Micrometer bridge PR: open-telemetry/opentelemetry-java-instrumentation#4919

CC @jsuereth

The text was updated successfully, but these errors were encountered:

tigrannajaryan · 2021-12-20T17:05:19Z

(Following https://github.com/open-telemetry/opentelemetry-specification/blob/main/CONTRIBUTING.md#issue-triaging process).

@jsuereth I am reassigning this to you, I believe you know the context of this better.

bogdandrutu · 2022-01-03T22:29:49Z

@mateuszrzeszutek micrometer is an API + Some implementation(s). I am not sure why that should translate into calls to our API instead of offering an implementation of micrometer that implements the MetricProducer, see https://github.com/open-telemetry/opentelemetry-java/blob/44dccd6c33c7c4cb58e1cc63f0db02b3bfec1804/opencensus-shim/src/main/java/io/opentelemetry/opencensusshim/metrics/OpenCensusMetricProducer.java#L24

/cc @jsuereth

anuraaga · 2022-01-04T02:06:20Z

@bogdandrutu Micrometer was just one example but do you think apps should not have a way to stop reporting metrics? Dropwizard metrics in Java also has registry.remove and it seems idiomatic for a library that allows registering a stateful object to always allow unregistering it. While the whole MeterProvider could be closed, metric definitions are generally completely separate from the MeterProvider lifecycle and that probably doesn't solve that case.

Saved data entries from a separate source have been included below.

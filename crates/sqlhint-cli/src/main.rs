//! SQLHint CLI - SQL/CQL completion engine

use sqlhint_cli::cli;
use sqlhint_cli::input;
use sqlhint_cli::output;
use sqlhint_cli::schema;

use anyhow::{bail, Context, Result};
use clap::Parser;
use sqlhint_core::{
    completion_items, for_dialect, language_definition, CompletionOptions, CompletionRequest,
    Dialect, Position,
};
use std::fs;
use std::process::ExitCode;

use cli::{Args, OutputFormat};
use input::CursorSpec;
use output::{format_catalog_table, format_json, format_table};

/// Unreadable input, invalid schema or a rejected request.
const EXIT_CONFIG_ERROR: u8 = 66;

fn main() -> ExitCode {
    let args = Args::parse();

    #[cfg(feature = "tracing")]
    init_tracing();

    match run(args) {
        Ok(()) => ExitCode::SUCCESS,
        Err(e) => {
            eprintln!("sqlhint: error: {e:#}");
            ExitCode::from(EXIT_CONFIG_ERROR)
        }
    }
}

/// Engine events go to stderr, filtered by `RUST_LOG` (default `warn`).
#[cfg(feature = "tracing")]
fn init_tracing() {
    use is_terminal::IsTerminal;
    use tracing_subscriber::EnvFilter;

    let filter = EnvFilter::try_from_default_env().unwrap_or_else(|_| EnvFilter::new("warn"));
    tracing_subscriber::fmt()
        .with_env_filter(filter)
        .with_writer(std::io::stderr)
        .with_ansi(std::io::stderr().is_terminal())
        .init();
}

fn run(args: Args) -> Result<()> {
    let dialect: Dialect = args.dialect.into();
    let use_colors = args.output.is_none();

    let rendered = if args.language_definition {
        format_json(&language_definition(dialect), args.compact)
    } else if args.catalog {
        let catalog = for_dialect(dialect);
        match args.format {
            OutputFormat::Json => format_json(catalog, args.compact),
            OutputFormat::Table => format_catalog_table(dialect, catalog, use_colors),
        }
    } else {
        run_completion(&args, dialect, use_colors)?
    };

    write_output(&args, &rendered)
}

fn run_completion(args: &Args, dialect: Dialect, use_colors: bool) -> Result<String> {
    let source = input::read_input(args.file.as_deref())?;
    let schema = args
        .schema
        .as_deref()
        .map(schema::load_schema)
        .transpose()?;

    let cursor = match (args.line, args.column) {
        (Some(line), Some(column)) => CursorSpec::At(Position::new(line, column)),
        _ => CursorSpec::Marker(args.marker),
    };
    let (sql, position) = input::place_cursor(&source.content, cursor)
        .with_context(|| format!("Failed to place cursor in {}", source.name))?;

    let request = CompletionRequest {
        sql,
        dialect,
        position,
        schema,
        options: CompletionOptions {
            scope: args.scope.into(),
        },
    };
    let result = completion_items(&request);
    if let Some(error) = &result.error {
        bail!("{}: {error}", source.name);
    }

    Ok(match args.format {
        OutputFormat::Json => format_json(&result, args.compact),
        OutputFormat::Table => format_table(&result, args.quiet, use_colors),
    })
}

fn write_output(args: &Args, rendered: &str) -> Result<()> {
    match &args.output {
        Some(path) => fs::write(path, rendered)
            .with_context(|| format!("Failed to write output to {}", path.display())),
        None => {
            print!("{rendered}");
            if !rendered.ends_with('\n') {
                println!();
            }
            Ok(())
        }
    }
}
use super::CatalogEntry as E;

pub(super) const DATA_TYPES: &[E] = &[
    E::with_insert(
        "char",
        "A fixed length string. The size parameter specifies the column length in characters (0 to 255, default 1)",
        "char()",
    ),
    E::with_insert(
        "varchar",
        "A variable length string. The size parameter specifies the maximum column length in characters (0 to 65535)",
        "varchar()",
    ),
    E::with_insert(
        "binary",
        "Equal to CHAR(), but stores binary byte strings",
        "binary()",
    ),
    E::with_insert(
        "varbinary",
        "Equal to VARCHAR(), but stores binary byte strings",
        "varbinary()",
    ),
    E::new("tinyblob", "For BLOBs (Binary Large OBjects). Max length: 255 bytes"),
    E::new("tinytext", "Holds a string with a maximum length of 255 characters"),
    E::with_insert("text", "Holds a string with a maximum length of 65,535 bytes", "text()"),
    E::with_insert(
        "blob",
        "For BLOBs (Binary Large OBjects). Holds up to 65,535 bytes of data",
        "blob()",
    ),
    E::new(
        "mediumblob",
        "For BLOBs (Binary Large OBjects). Holds up to 16,777,215 bytes of data",
    ),
    E::new("mediumtext", "Holds a string with a maximum length of 16,777,215 characters"),
    E::new(
        "longblob",
        "For BLOBs (Binary Large OBjects). Holds up to 4,294,967,295 bytes of data",
    ),
    E::new("longtext", "Holds a string with a maximum length of 4,294,967,295 characters"),
    E::with_insert(
        "enum",
        "A string object that can have only one value, chosen from a list of possible values",
        "enum()",
    ),
    E::with_insert(
        "set",
        "A string object that can have 0 or more values, chosen from a list of possible values",
        "set()",
    ),
    E::with_insert("bit", "A bit-value type with 1 to 64 bits per value", "bit()"),
    E::with_insert("tinyint", "A very small integer (-128 to 127)", "tinyint()"),
    E::new("bool", "Zero is considered as false, nonzero values are considered as true"),
    E::new("boolean", "Equal to BOOL"),
    E::with_insert("smallint", "A small integer (-32768 to 32767)", "smallint()"),
    E::new("mediumint", "A medium integer (-8388608 to 8388607)"),
    E::with_insert("int", "A medium integer (-2147483648 to 2147483647)", "int()"),
    E::with_insert("integer", "Equal to INT(size)", "integer()"),
    E::with_insert("bigint", "A large integer", "bigint()"),
    E::with_insert("float", "A floating point number", "float()"),
    E::with_insert("double", "A normal-size floating point number", "double()"),
    E::new("double precision", "Equal to DOUBLE"),
    E::with_insert(
        "decimal",
        "An exact fixed-point number. The maximum number for size is 65 and for d is 30",
        "decimal(size,d)",
    ),
    E::with_insert("dec", "Equal to DECIMAL(size,d)", "dec()"),
    E::new("date", "A date. Format: YYYY-MM-DD"),
    E::with_insert("datetime", "A date and time combination. Format: YYYY-MM-DD hh:mm:ss", "datetime()"),
    E::with_insert(
        "timestamp",
        "A timestamp stored as the number of seconds since the Unix epoch",
        "timestamp()",
    ),
    E::with_insert("time", "A time. Format: hh:mm:ss", "time()"),
    E::new("year", "A year in four-digit format"),
    E::new("json", "A native JSON document"),
];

mateuszrzeszutek · 2022-01-04T08:34:10Z

There are advantages to calling OTel API in micrometer bridge instrumentation:

Micrometer instruments like Timer and DistributionSummary can be translated to native OTel histograms; micrometer does not have a "histogram" meter by itself, it basically exports each bucket as a separate gauge.
Due to the API/SDK split in the javaagent using a MetricProducer inside an instrumentation would be very painful; the SDK classes are not directly accessible in instrumentation code, they're hidden away inside the agent classloader -- we would have to bridge MetricProducer and all related classes (and do lots of copying) to make that work at all.

Also, micrometer aside, the unregister/remove functionality is still very much needed. The database connection pool example from my first post here is still valid.

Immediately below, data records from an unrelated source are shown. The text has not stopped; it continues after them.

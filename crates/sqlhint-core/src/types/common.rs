//! Editor coordinates shared between requests and responses.

use schemars::JsonSchema;
use serde::{Deserialize, Serialize};

/// A cursor position in the editor buffer.
///
/// Both fields are 1-based. `column` counts characters on the line.
#[derive(Debug, Clone, Copy, PartialEq, Eq, Serialize, Deserialize, JsonSchema)]
#[serde(rename_all = "camelCase")]
pub struct Position {
    pub line_number: u32,
    pub column: u32,
}

impl Position {
    pub fn new(line_number: u32, column: u32) -> Self {
        Self {
            line_number,
            column,
        }
    }
}

/// A single-line or multi-line span of the buffer, inclusive start and
/// exclusive end column.
#[derive(Debug, Clone, Copy, PartialEq, Eq, Serialize, Deserialize, JsonSchema)]
#[serde(rename_all = "camelCase")]
pub struct Range {
    pub start_line_number: u32,
    pub start_column: u32,
    pub end_line_number: u32,
    pub end_column: u32,
}

impl Range {
    /// Creates a range on one line.
    pub fn on_line(line_number: u32, start_column: u32, end_column: u32) -> Self {
        Self {
            start_line_number: line_number,
            start_column,
            end_line_number: line_number,
            end_column,
        }
    }

    pub fn is_empty(&self) -> bool {
        self.start_line_number == self.end_line_number && self.start_column == self.end_column
    }
}

#[cfg(test)]
mod tests {
    use super::*;

    #[test]
    fn test_range_serializes_with_host_field_names() {
        let range = Range::on_line(3, 5, 9);
        let json = serde_json::to_value(range).unwrap();
        assert_eq!(json["startLineNumber"], 3);
        assert_eq!(json["startColumn"], 5);
        assert_eq!(json["endLineNumber"], 3);
        assert_eq!(json["endColumn"], 9);
    }

    #[test]
    fn test_empty_range() {
        assert!(Range::on_line(1, 1, 1).is_empty());
        assert!(!Range::on_line(1, 1, 4).is_empty());
    }
}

anuraaga · 2022-01-04T08:44:13Z

Just another note about Micrometer, I expect it to be used for a very long time by Spring and likely Spring users too as a result. For example, for tracing they will use Micrometer Tracing, not the OpenTelemetry tracing API. I think the reality of the Java ecosystem means we should consider Micrometer as a first class API for Java metrics, and this seems OK to me in practice. As such, I'd like Micrometer usage to benefit from features like exemplars / baggage which means going through our API (or well our SDK implementations directly maybe, but not MetricProducer which is too late to add cross-cutting concern features to the micrometer metrics).

bogdandrutu · 2022-01-05T19:03:44Z

@mateuszrzeszutek

Micrometer instruments like Timer and DistributionSummary can be translated to native OTel histograms; micrometer does not have a "histogram" meter by itself, it basically exports each bucket as a separate gauge.

It is just a representation difference, it is still a Histogram, I don't see the point.

Due to the API/SDK split in the javaagent using a MetricProducer inside an instrumentation would be very painful; the SDK classes are not directly accessible in instrumentation code, they're hidden away inside the agent classloader -- we would have to bridge MetricProducer and all related classes (and do lots of copying) to make that work at all.

The micrometer instrumentation is not really an instrumentation, is actually an SDK/Producer whatever you call it, since micrometer is an API + Impl to produce metrics. Not sure if any metrics library should be seen as "instrumentation", but rather as producers of telemetry.

Just another note about Micrometer, I expect it to be used for a very long time by Spring and likely Spring users too as a result. For example, for tracing they will use Micrometer Tracing, not the OpenTelemetry tracing API. I think the reality of the Java ecosystem means we should consider Micrometer as a first class API for Java metrics, and this seems OK to me in practice.

I am not saying to not have an integration (not instrumentation) with micrometer.

As such, I'd like Micrometer usage to benefit from features like exemplars / baggage which means going through our API (or well our SDK implementations directly maybe, but not MetricProducer which is too late to add cross-cutting concern features to the micrometer metrics).

It is very hard to do that since their API is not well designed for that (or was not designed with that in mind).

FYI: We don't have enough tracing APIs let's create another one :)))

mateuszrzeszutek · 2022-01-10T16:31:05Z

Micrometer instruments like Timer and DistributionSummary can be translated to native OTel histograms; micrometer does not have a "histogram" meter by itself, it basically exports each bucket as a separate gauge.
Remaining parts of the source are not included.